Your goal |
Since only part of the material below is wanted, output exactly the lines from the one with "let mut nodes" up to and including the one with "let graph = NetworkGraph::build(nodes, range);".

Input for this task |

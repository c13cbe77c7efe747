//! Entry points: point-to-point paths and hub-to-many backbones.

use crate::backbone::{self, BackboneReport, Topology};
use crate::config::PlannerConfig;
use crate::error::{PlanError, Result};
use crate::graph::NetworkGraph;
use crate::interpolate::Interpolator;
use crate::inventory::TowerInventory;
use crate::models::{path_distance_km, Coordinate, Node, NodeKind};
use crate::repair::SegmentRepairer;
use crate::router::{Router, Strategy};
use crate::smoothing::PathSmoother;
use crate::validate::validate_path;
use serde::{Deserialize, Serialize};

/// Which stage produced a point-to-point path.
#[derive(Debug, Clone, Copy, PartialEq, Eq, Hash, Serialize, Deserialize)]
#[serde(rename_all = "snake_case")]
pub enum RouteSource {
    /// Endpoints within link range of each other
    Direct,
    MinHop,
    /// Direction-biased search followed by smoothing
    DirectionBiased,
    /// No connected tower route; interpolated fallback
    Interpolated,
}

#[derive(Debug, Clone, PartialEq, Serialize, Deserialize)]
pub struct PathPlan {
    pub path: Vec<Node>,
    pub strategy: RouteSource,
    pub hop_count: usize,
    pub total_distance_km: f64,
    /// Synthetic relays the operator would still need to build
    pub virtual_relays: usize,
}

impl PathPlan {
    fn new(path: Vec<Node>, strategy: RouteSource) -> Self {
        Self {
            hop_count: path.len().saturating_sub(1),
            total_distance_km: path_distance_km(&path),
            virtual_relays: path
                .iter()
                .filter(|node| node.kind == NodeKind::Interpolated)
                .count(),
            path,
            strategy,
        }
    }
}

/// Stateless planner over a read-only tower inventory.
///
/// Every call takes one fresh inventory snapshot and builds its own graph, so a single
/// planner can serve any number of concurrent callers.
pub struct Planner<I> {
    inventory: I,
    config: PlannerConfig,
}

impl<I: TowerInventory> Planner<I> {
    pub fn new(inventory: I) -> Self {
        Self::with_config(inventory, PlannerConfig::default())
    }

    pub fn with_config(inventory: I, config: PlannerConfig) -> Self {
        Self { inventory, config }
    }

    pub fn config(&self) -> &PlannerConfig {
        &self.config
    }

    pub fn inventory(&self) -> &I {
        &self.inventory
    }

    /// Plan a relay chain between two points.
    pub fn find_path(&self, start: Coordinate, end: Coordinate) -> Result<PathPlan> {
        self.config.validate()?;
        check_coordinate("start", start)?;
        check_coordinate("end", end)?;

        let range = self.config.link_range_km;
        let start_node = Node::start(start);
        let end_node = Node::end(end);
        let direct_km = start.distance_km(&end);
        if direct_km <= range {
            tracing::info!(distance_km = direct_km, "endpoints within direct range");
            return Ok(PathPlan::new(vec![start_node, end_node], RouteSource::Direct));
        }

        let towers = self.inventory.list_towers()?;
        if towers.is_empty() {
            return Err(PlanError::NoInventory {
                distance_km: direct_km,
                max_km: range,
            });
        }

        let mut nodes = Vec::with_capacity(towers.len() + 2);
        nodes.push(start_node);
        nodes.push(end_node);
        nodes.extend(towers.iter().map(Node::from));
        let graph = NetworkGraph::build(nodes, range);
        let (start_idx, end_idx) = (0, 1);
        tracing::debug!(
            nodes = graph.len(),
            edges = graph.edge_count(),
            "path graph built"
        );

        let router = Router::new(&graph, &self.config.search);
        let min_hop = router.route(Strategy::MinHop, start_idx, end_idx);
        let biased = router
            .route(Strategy::DirectionBiased, start_idx, end_idx)
            .map(|route| PathSmoother::new(&graph, &self.config.smoothing).smooth(&route));

        let (path, strategy) = match (min_hop, biased) {
            // The straighter route wins unless it needs more relays.
            (Some(hop), Some(biased)) if biased.len() <= hop.len() => {
                (graph.to_nodes(&biased), RouteSource::DirectionBiased)
            }
            (Some(hop), _) => (graph.to_nodes(&hop), RouteSource::MinHop),
            (None, Some(biased)) => (graph.to_nodes(&biased), RouteSource::DirectionBiased),
            (None, None) => {
                tracing::debug!("no connected tower route, interpolating");
                let path = Interpolator::new(&graph, &self.config.interpolation)
                    .interpolate(start_idx, end_idx);
                (path, RouteSource::Interpolated)
            }
        };

        let path = SegmentRepairer::new(&graph, &self.config.repair).repair(path);
        validate_path(&path, range)?;

        let plan = PathPlan::new(path, strategy);
        tracing::info!(
            strategy = ?plan.strategy,
            hops = plan.hop_count,
            virtual_relays = plan.virtual_relays,
            distance_km = plan.total_distance_km,
            "path planned"
        );
        Ok(plan)
    }

    /// Connect every destination to the hub through a shared set of towers.
    ///
    /// Destinations that cannot be reached are listed in the report rather than
    /// failing the call.
    pub fn find_backbone_network(
        &self,
        hub: Coordinate,
        destinations: &[Coordinate],
        topology: Topology,
    ) -> Result<BackboneReport> {
        self.config.validate()?;
        check_coordinate("POP", hub)?;
        if destinations.is_empty() {
            return Err(PlanError::NoDestinations);
        }
        for destination in destinations {
            check_coordinate("destination", *destination)?;
        }

        let towers = self.inventory.list_towers()?;
        Ok(backbone::plan(
            hub,
            destinations,
            &towers,
            &self.config,
            topology,
        ))
    }
}

fn check_coordinate(label: &'static str, at: Coordinate) -> Result<()> {
    if at.is_valid() {
        Ok(())
    } else {
        Err(PlanError::InvalidCoordinate {
            label,
            lat: at.latitude,
            lon: at.longitude,
        })
    }
}

#[cfg(test)]
mod tests {
    use super::*;
    use crate::error::InventoryError;
    use crate::geo::destination_point;
    use crate::inventory::StaticInventory;
    use crate::models::TowerRecord;
    use std::sync::atomic::{AtomicUsize, Ordering};

    const ORIGIN: (f64, f64) = (25.3790, 49.5883);

    fn east(km: f64) -> Coordinate {
        let (lat, lon) = destination_point(ORIGIN.0, ORIGIN.1, 90.0, km);
        Coordinate::new(lat, lon)
    }

    fn tower(id: i64, at: Coordinate) -> TowerRecord {
        TowerRecord {
            id,
            site_id: None,
            site_name: None,
            latitude: at.latitude,
            longitude: at.longitude,
            total_height_m: None,
            power: None,
            clutter: None,
        }
    }

    struct CountingInventory {
        calls: AtomicUsize,
    }

    impl TowerInventory for CountingInventory {
        fn list_towers(&self) -> std::result::Result<Vec<TowerRecord>, InventoryError> {
            self.calls.fetch_add(1, Ordering::SeqCst);
            Ok(Vec::new())
        }
    }

    struct FailingInventory;

    impl TowerInventory for FailingInventory {
        fn list_towers(&self) -> std::result::Result<Vec<TowerRecord>, InventoryError> {
            Err(InventoryError::UnsupportedFormat("offline".to_string()))
        }
    }

    #[test]
    fn direct_path_skips_inventory() {
        let inventory = CountingInventory {
            calls: AtomicUsize::new(0),
        };
        let planner = Planner::new(&inventory);
        let plan = planner.find_path(east(0.0), east(3.0)).unwrap();
        assert_eq!(plan.strategy, RouteSource::Direct);
        assert_eq!(plan.hop_count, 1);
        assert_eq!(inventory.calls.load(Ordering::SeqCst), 0);
    }

    #[test]
    fn straight_tower_line_is_used() {
        let towers = vec![tower(1, east(8.0)), tower(2, east(16.0))];
        let planner = Planner::new(StaticInventory::new(towers));
        let plan = planner.find_path(east(0.0), east(24.0)).unwrap();
        let ids: Vec<&str> = plan.path.iter().map(|node| node.id.as_str()).collect();
        assert_eq!(ids, vec!["START_VIRTUAL", "1", "2", "END_VIRTUAL"]);
        assert_eq!(plan.strategy, RouteSource::DirectionBiased);
        assert_eq!(plan.virtual_relays, 0);
        assert!((plan.total_distance_km - 24.0).abs() < 0.01);
    }

    #[test]
    fn disconnected_towers_fall_back_to_interpolation() {
        let towers = vec![tower(1, east(40.0))];
        let planner = Planner::new(StaticInventory::new(towers));
        let plan = planner.find_path(east(0.0), east(20.0)).unwrap();
        assert_eq!(plan.strategy, RouteSource::Interpolated);
        assert!(plan.virtual_relays >= 1);
        for pair in plan.path.windows(2) {
            assert!(pair[0].distance_km(&pair[1]) <= 10.1);
        }
    }

    #[test]
    fn invalid_coordinates_are_rejected() {
        let planner = Planner::new(StaticInventory::empty());
        let err = planner
            .find_path(Coordinate::new(95.0, 0.0), east(1.0))
            .unwrap_err();
        assert!(matches!(err, PlanError::InvalidCoordinate { label: "start", .. }));
    }

    #[test]
    fn inventory_failure_surfaces_as_error() {
        let planner = Planner::new(FailingInventory);
        let err = planner.find_path(east(0.0), east(30.0)).unwrap_err();
        assert!(matches!(err, PlanError::Inventory(_)));
    }

    #[test]
    fn backbone_requires_destinations() {
        let planner = Planner::new(StaticInventory::empty());
        let err = planner
            .find_backbone_network(east(0.0), &[], Topology::Tree)
            .unwrap_err();
        assert!(matches!(err, PlanError::NoDestinations));
    }

    #[test]
    fn custom_link_range_is_respected() {
        let towers = vec![tower(1, east(6.0))];
        let config = PlannerConfig::default().with_link_range(7.0);
        let planner = Planner::with_config(StaticInventory::new(towers), config);
        let plan = planner.find_path(east(0.0), east(12.0)).unwrap();
        assert_eq!(plan.path.len(), 3);
        assert_eq!(plan.path[1].id, "1");
    }
}
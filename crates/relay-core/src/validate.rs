use crate::error::{PlanError, Result};
use crate::models::Node;

/// Reject the path at its first hop longer than `max_km`.
///
/// This is the last check every path passes before it leaves the planner.
pub fn validate_path(path: &[Node], max_km: f64) -> Result<()> {
    for pair in path.windows(2) {
        let distance_km = pair[0].distance_km(&pair[1]);
        if distance_km > max_km {
            return Err(PlanError::SegmentTooLong {
                from: pair[0].describe(),
                to: pair[1].describe(),
                distance_km,
                max_km,
            });
        }
    }
    Ok(())
}
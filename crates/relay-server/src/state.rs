//! Shared application state.

use crate::config::Config;
use anyhow::Context;
use relay_core::{Planner, PlannerConfig, StaticInventory, TowerRecord};

/// Immutable per-process state: one inventory snapshot and the planner over it.
pub struct AppState {
    planner: Planner<StaticInventory>,
}

impl AppState {
    pub fn new(inventory: StaticInventory, planner_config: PlannerConfig) -> Self {
        Self {
            planner: Planner::with_config(inventory, planner_config),
        }
    }

    /// Load the configured tower file, or start empty when none is set.
    pub fn from_config(config: &Config) -> anyhow::Result<Self> {
        config
            .planner
            .validate()
            .context("invalid planner configuration")?;

        let inventory = match &config.towers_path {
            Some(path) => StaticInventory::load_from_path(path)
                .with_context(|| format!("failed to load towers from {}", path.display()))?,
            None => {
                tracing::warn!("RELAY_TOWERS_PATH not set, starting with an empty tower inventory");
                StaticInventory::empty()
            }
        };
        Ok(Self::new(inventory, config.planner.clone()))
    }

    pub fn planner(&self) -> &Planner<StaticInventory> {
        &self.planner
    }

    pub fn towers(&self) -> &[TowerRecord] {
        self.planner.inventory().towers()
    }
}
//! Great-circle math used by graph construction, routing and interpolation.
//!
//! Everything here works on a spherical earth of radius [`EARTH_RADIUS_KM`].
//! Distances are kilometers, bearings are compass degrees (0 = north, 90 = east).

/// Mean earth radius used by every distance and projection in the planner.
pub const EARTH_RADIUS_KM: f64 = 6_371.0;

/// Calculate distance between two points in kilometers using the Haversine formula.
///
/// # Arguments
/// * `lat1`, `lon1` - First point coordinates in decimal degrees
/// * `lat2`, `lon2` - Second point coordinates in decimal degrees
///
/// # Returns
/// Distance in kilometers
pub fn haversine_km(lat1: f64, lon1: f64, lat2: f64, lon2: f64) -> f64 {
    let phi1 = lat1.to_radians();
    let phi2 = lat2.to_radians();
    let dphi = (lat2 - lat1).to_radians();
    let dlambda = (lon2 - lon1).to_radians();
    let a = (dphi / 2.0).sin().powi(2) + phi1.cos() * phi2.cos() * (dlambda / 2.0).sin().powi(2);
    2.0 * EARTH_RADIUS_KM * a.sqrt().atan2((1.0 - a).sqrt())
}

/// Initial compass bearing from point 1 to point 2, in degrees within `[0, 360)`.
pub fn bearing_deg(lat1: f64, lon1: f64, lat2: f64, lon2: f64) -> f64 {
    let phi1 = lat1.to_radians();
    let phi2 = lat2.to_radians();
    let delta_lambda = (lon2 - lon1).to_radians();

    let x = delta_lambda.sin() * phi2.cos();
    let y = phi1.cos() * phi2.sin() - phi1.sin() * phi2.cos() * delta_lambda.cos();

    normalize_bearing(x.atan2(y).to_degrees())
}

/// Smallest absolute angle between two bearings, in degrees within `[0, 180]`.
pub fn bearing_delta_deg(a: f64, b: f64) -> f64 {
    let diff = (a - b).abs().rem_euclid(360.0);
    if diff > 180.0 {
        360.0 - diff
    } else {
        diff
    }
}

/// Project a point along a bearing for a given distance.
///
/// # Arguments
/// * `lat`, `lon` - Starting position in degrees
/// * `bearing` - Compass bearing in degrees
/// * `distance_km` - Distance in kilometers
///
/// # Returns
/// (new_lat, new_lon) in degrees
pub fn destination_point(lat: f64, lon: f64, bearing: f64, distance_km: f64) -> (f64, f64) {
    if distance_km.abs() <= f64::EPSILON {
        return (lat, lon);
    }

    let lat1 = lat.to_radians();
    let lon1 = lon.to_radians();
    let bearing_rad = bearing.to_radians();
    let angular_distance = distance_km / EARTH_RADIUS_KM;

    let sin_lat1 = lat1.sin();
    let cos_lat1 = lat1.cos();
    let sin_ad = angular_distance.sin();
    let cos_ad = angular_distance.cos();

    let sin_lat2 = sin_lat1 * cos_ad + cos_lat1 * sin_ad * bearing_rad.cos();
    let lat2 = sin_lat2.clamp(-1.0, 1.0).asin();

    let y = bearing_rad.sin() * sin_ad * cos_lat1;
    let x = cos_ad - sin_lat1 * sin_lat2;
    let mut lon2 = lon1 + y.atan2(x);
    lon2 =
        (lon2 + std::f64::consts::PI).rem_euclid(2.0 * std::f64::consts::PI) - std::f64::consts::PI;

    (lat2.to_degrees(), lon2.to_degrees())
}

/// Great-circle midpoint between two points.
pub fn midpoint(lat1: f64, lon1: f64, lat2: f64, lon2: f64) -> (f64, f64) {
    let distance = haversine_km(lat1, lon1, lat2, lon2);
    let heading = bearing_deg(lat1, lon1, lat2, lon2);
    destination_point(lat1, lon1, heading, distance / 2.0)
}

/// Sum of consecutive great-circle hops over a coordinate sequence.
pub fn path_distance_km<I>(points: I) -> f64
where
    I: IntoIterator<Item = (f64, f64)>,
{
    let mut total = 0.0;
    let mut previous: Option<(f64, f64)> = None;
    for (lat, lon) in points {
        if let Some((prev_lat, prev_lon)) = previous {
            total += haversine_km(prev_lat, prev_lon, lat, lon);
        }
        previous = Some((lat, lon));
    }
    total
}

fn normalize_bearing(deg: f64) -> f64 {
    let value = deg.rem_euclid(360.0);
    // rem_euclid can round up to exactly 360.0 for tiny negative inputs.
    if value >= 360.0 {
        0.0
    } else {
        value
    }
}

Worked solution |
        let mut nodes = Vec::with_capacity(towers.len() + 2);
        nodes.push(start_node);
        nodes.push(end_node);
        nodes.extend(towers.iter().map(Node::from));
        let graph = NetworkGraph::build(nodes, range);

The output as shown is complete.